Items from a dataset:
------------
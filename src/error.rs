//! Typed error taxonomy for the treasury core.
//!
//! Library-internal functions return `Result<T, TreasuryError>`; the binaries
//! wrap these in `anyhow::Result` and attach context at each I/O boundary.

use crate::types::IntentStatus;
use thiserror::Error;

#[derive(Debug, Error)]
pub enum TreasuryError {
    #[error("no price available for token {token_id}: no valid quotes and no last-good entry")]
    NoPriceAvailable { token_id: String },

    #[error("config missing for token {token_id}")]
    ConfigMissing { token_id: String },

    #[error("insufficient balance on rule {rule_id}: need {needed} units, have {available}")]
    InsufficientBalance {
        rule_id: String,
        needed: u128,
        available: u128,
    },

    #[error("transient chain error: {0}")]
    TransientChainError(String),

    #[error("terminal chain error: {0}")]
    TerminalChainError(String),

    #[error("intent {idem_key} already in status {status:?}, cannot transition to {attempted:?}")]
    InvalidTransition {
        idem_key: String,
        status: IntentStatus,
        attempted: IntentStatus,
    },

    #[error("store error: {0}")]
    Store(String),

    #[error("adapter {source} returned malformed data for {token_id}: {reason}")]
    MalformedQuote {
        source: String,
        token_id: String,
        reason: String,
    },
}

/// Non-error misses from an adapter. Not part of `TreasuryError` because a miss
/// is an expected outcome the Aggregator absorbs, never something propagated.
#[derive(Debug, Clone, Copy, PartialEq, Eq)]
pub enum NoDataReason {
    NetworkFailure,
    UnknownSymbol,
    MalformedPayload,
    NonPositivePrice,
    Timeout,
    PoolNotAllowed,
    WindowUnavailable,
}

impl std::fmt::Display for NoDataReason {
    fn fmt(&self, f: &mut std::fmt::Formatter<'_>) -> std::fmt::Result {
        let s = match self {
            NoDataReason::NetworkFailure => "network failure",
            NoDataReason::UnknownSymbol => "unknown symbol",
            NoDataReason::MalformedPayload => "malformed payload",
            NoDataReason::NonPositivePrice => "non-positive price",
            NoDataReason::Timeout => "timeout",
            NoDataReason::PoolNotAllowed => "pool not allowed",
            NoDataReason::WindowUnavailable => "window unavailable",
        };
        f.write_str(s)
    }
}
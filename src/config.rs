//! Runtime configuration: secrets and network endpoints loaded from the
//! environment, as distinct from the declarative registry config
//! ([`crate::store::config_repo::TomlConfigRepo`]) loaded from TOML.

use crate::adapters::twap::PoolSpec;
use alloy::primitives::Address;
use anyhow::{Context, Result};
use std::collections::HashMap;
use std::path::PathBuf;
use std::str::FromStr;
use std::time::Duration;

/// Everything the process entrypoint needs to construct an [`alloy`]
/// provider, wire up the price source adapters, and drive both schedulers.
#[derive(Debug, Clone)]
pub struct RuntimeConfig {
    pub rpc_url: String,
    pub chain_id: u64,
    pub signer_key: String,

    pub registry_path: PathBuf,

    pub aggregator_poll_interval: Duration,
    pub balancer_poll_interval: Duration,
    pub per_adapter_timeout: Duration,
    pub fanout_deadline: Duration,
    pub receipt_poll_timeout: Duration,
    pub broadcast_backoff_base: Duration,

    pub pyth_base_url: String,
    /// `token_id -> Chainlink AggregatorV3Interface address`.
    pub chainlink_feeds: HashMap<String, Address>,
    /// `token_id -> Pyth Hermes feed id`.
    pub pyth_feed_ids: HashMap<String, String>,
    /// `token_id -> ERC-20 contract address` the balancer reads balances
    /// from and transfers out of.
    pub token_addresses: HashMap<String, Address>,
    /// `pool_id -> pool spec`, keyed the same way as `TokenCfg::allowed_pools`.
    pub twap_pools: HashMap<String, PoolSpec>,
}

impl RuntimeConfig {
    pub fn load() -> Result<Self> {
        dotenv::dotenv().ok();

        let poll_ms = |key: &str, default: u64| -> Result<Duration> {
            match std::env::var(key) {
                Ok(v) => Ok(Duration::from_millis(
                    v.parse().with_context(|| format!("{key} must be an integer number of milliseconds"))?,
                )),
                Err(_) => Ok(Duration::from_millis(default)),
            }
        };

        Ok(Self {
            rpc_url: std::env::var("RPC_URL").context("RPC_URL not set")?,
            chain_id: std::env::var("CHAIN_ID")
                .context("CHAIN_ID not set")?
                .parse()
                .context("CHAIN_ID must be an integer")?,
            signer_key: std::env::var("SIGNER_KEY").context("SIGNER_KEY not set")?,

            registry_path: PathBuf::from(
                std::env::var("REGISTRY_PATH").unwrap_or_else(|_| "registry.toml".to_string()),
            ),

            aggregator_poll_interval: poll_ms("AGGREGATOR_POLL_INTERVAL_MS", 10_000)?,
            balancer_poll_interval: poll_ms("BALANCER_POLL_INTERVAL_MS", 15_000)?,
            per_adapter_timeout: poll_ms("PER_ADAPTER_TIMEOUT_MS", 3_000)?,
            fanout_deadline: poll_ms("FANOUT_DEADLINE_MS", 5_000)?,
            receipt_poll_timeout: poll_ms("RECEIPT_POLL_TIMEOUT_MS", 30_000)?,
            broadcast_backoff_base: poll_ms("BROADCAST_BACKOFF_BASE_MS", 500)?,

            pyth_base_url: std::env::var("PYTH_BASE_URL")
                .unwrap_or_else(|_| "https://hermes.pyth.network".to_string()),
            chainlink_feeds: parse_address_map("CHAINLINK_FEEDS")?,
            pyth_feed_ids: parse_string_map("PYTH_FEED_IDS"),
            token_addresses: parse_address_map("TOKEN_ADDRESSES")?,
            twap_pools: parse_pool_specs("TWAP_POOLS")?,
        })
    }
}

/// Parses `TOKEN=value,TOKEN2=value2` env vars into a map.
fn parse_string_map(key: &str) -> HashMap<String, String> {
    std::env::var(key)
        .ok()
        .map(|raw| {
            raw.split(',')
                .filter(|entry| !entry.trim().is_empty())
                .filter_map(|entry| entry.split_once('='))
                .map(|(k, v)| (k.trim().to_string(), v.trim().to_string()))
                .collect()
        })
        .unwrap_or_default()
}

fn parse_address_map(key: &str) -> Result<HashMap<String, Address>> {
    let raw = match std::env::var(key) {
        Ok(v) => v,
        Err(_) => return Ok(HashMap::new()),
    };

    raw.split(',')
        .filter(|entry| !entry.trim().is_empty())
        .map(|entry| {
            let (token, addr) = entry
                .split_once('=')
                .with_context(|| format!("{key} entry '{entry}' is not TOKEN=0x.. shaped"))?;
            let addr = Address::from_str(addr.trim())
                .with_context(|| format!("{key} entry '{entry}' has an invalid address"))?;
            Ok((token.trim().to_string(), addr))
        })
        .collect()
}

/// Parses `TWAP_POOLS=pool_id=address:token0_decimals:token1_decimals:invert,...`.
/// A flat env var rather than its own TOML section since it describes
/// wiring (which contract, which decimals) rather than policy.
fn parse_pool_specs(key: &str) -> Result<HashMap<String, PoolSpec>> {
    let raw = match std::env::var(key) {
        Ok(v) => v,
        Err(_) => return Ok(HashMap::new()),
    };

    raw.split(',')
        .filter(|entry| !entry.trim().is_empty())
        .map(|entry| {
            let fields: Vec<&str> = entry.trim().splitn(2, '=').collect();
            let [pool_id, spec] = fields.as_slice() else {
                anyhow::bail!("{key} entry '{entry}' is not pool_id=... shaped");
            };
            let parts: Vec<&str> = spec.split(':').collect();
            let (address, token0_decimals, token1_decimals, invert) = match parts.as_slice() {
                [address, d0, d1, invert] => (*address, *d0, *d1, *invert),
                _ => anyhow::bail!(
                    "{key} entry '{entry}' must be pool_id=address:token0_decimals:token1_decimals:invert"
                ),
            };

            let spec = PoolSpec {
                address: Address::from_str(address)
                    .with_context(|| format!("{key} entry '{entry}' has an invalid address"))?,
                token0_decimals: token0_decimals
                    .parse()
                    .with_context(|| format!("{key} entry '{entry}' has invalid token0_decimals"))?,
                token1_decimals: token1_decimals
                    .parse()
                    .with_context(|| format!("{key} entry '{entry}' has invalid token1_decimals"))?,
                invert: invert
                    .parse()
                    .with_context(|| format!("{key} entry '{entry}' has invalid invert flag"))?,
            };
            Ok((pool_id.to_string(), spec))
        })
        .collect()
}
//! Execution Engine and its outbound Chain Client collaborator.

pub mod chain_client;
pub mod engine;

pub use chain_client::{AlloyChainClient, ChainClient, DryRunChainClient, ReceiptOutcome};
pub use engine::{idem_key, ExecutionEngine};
------------
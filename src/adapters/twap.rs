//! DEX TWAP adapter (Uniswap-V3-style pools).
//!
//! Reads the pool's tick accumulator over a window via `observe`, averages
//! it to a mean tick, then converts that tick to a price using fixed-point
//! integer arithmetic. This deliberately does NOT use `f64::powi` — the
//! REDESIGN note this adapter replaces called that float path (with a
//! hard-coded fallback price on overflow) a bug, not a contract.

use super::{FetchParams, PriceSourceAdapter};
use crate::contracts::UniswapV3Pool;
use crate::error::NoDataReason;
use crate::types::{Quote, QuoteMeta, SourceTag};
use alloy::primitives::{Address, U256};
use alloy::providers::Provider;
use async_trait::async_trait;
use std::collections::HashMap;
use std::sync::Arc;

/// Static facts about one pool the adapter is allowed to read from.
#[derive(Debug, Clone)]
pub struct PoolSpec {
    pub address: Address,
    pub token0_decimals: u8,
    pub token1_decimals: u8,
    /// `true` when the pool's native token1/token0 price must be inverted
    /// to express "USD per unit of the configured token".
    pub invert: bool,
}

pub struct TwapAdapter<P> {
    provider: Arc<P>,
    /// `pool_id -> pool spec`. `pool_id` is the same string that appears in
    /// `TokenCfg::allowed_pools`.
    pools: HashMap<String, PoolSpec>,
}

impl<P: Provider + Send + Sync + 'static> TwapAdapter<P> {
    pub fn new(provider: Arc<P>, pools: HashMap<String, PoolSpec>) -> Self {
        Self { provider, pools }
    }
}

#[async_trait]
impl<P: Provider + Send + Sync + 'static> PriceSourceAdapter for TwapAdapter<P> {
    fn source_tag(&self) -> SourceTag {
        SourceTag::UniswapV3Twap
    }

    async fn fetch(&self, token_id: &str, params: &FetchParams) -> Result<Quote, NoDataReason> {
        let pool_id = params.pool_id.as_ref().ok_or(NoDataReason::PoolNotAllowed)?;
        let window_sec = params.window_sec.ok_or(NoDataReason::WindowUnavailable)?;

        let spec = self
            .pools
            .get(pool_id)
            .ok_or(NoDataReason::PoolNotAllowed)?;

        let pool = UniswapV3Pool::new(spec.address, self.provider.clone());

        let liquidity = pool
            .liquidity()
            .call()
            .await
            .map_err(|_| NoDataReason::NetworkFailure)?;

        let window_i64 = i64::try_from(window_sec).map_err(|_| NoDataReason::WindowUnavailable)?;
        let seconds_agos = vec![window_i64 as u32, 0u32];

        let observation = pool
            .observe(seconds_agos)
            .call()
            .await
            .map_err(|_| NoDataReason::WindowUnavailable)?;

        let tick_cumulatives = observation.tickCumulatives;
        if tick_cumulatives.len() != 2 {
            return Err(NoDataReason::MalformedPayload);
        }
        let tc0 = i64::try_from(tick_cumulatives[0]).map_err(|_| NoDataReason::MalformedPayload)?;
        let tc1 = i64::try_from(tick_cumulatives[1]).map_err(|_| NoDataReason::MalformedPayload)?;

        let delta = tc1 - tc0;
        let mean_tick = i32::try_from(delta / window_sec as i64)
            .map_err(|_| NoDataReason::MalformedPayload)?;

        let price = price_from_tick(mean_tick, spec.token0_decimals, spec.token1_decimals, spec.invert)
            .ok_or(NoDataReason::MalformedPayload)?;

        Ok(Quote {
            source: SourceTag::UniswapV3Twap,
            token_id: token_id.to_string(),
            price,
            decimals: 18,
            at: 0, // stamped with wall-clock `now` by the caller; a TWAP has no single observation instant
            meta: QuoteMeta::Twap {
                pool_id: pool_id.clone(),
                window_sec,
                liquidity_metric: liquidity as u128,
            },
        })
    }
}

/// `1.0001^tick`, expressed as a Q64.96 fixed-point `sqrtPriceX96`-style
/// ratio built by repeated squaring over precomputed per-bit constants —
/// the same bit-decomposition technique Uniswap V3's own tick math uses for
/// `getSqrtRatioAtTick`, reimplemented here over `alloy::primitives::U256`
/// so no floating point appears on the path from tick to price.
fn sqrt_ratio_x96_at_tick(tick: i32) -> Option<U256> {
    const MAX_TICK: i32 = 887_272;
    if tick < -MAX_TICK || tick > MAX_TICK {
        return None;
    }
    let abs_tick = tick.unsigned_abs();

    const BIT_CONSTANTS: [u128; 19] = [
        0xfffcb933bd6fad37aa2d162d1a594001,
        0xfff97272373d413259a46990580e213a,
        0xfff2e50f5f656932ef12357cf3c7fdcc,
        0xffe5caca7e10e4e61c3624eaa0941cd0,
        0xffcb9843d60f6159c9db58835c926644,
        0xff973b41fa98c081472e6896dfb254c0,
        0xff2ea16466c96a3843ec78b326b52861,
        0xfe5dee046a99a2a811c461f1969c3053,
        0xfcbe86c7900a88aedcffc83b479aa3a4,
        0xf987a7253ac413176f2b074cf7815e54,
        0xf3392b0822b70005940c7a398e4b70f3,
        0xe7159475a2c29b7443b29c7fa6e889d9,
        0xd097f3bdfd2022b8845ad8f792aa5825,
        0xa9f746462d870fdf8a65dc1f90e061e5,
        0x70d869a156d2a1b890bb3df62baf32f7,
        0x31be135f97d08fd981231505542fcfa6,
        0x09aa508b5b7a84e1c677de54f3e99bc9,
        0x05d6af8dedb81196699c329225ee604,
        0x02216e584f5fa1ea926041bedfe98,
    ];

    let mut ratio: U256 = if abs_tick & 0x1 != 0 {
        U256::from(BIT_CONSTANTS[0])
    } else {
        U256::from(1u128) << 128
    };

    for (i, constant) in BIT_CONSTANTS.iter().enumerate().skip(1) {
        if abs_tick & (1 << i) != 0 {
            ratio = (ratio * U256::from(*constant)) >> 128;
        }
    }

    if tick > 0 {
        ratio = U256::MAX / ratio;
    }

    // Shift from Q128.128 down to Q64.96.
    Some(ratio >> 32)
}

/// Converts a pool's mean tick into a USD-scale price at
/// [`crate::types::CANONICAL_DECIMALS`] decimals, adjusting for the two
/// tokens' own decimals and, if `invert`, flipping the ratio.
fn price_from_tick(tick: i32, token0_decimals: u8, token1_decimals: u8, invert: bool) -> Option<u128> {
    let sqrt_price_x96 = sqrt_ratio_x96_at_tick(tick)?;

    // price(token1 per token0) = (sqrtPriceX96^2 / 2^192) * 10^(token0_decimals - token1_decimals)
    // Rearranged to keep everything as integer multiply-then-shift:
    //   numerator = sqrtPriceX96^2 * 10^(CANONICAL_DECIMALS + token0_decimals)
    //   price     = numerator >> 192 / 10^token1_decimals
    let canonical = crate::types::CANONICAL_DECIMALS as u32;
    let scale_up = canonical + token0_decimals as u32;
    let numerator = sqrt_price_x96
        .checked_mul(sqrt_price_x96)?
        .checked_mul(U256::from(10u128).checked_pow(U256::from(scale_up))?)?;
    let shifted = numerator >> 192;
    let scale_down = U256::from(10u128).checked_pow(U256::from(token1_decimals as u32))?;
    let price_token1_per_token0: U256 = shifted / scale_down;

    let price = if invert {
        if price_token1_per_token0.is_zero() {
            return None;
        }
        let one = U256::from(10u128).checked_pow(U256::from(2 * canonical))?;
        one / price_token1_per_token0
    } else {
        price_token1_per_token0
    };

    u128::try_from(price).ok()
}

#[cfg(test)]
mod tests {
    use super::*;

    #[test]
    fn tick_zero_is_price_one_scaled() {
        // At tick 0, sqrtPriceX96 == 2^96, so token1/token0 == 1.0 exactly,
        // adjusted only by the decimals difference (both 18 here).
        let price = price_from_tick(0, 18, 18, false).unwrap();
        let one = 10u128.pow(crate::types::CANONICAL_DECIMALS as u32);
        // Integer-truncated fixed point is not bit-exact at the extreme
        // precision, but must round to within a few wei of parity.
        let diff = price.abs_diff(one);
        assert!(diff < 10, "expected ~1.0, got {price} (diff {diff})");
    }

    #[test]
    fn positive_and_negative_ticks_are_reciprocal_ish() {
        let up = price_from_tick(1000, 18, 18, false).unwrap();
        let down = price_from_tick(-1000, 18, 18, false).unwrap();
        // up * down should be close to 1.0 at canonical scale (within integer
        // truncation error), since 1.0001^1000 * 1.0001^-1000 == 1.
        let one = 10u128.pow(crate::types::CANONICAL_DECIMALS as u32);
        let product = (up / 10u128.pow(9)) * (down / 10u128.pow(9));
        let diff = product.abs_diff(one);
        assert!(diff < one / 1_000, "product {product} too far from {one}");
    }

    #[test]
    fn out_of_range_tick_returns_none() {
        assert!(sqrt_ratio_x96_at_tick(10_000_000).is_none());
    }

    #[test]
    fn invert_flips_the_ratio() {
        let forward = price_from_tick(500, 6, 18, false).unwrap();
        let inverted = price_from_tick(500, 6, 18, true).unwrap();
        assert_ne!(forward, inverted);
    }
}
------------
Task statement:
Find the string "SourceTag" in the data. Report each line it appears in.

Solution:
use crate::types::{Quote, QuoteMeta, SourceTag};
    fn source_tag(&self) -> SourceTag {
        SourceTag::UniswapV3Twap
            source: SourceTag::UniswapV3Twap,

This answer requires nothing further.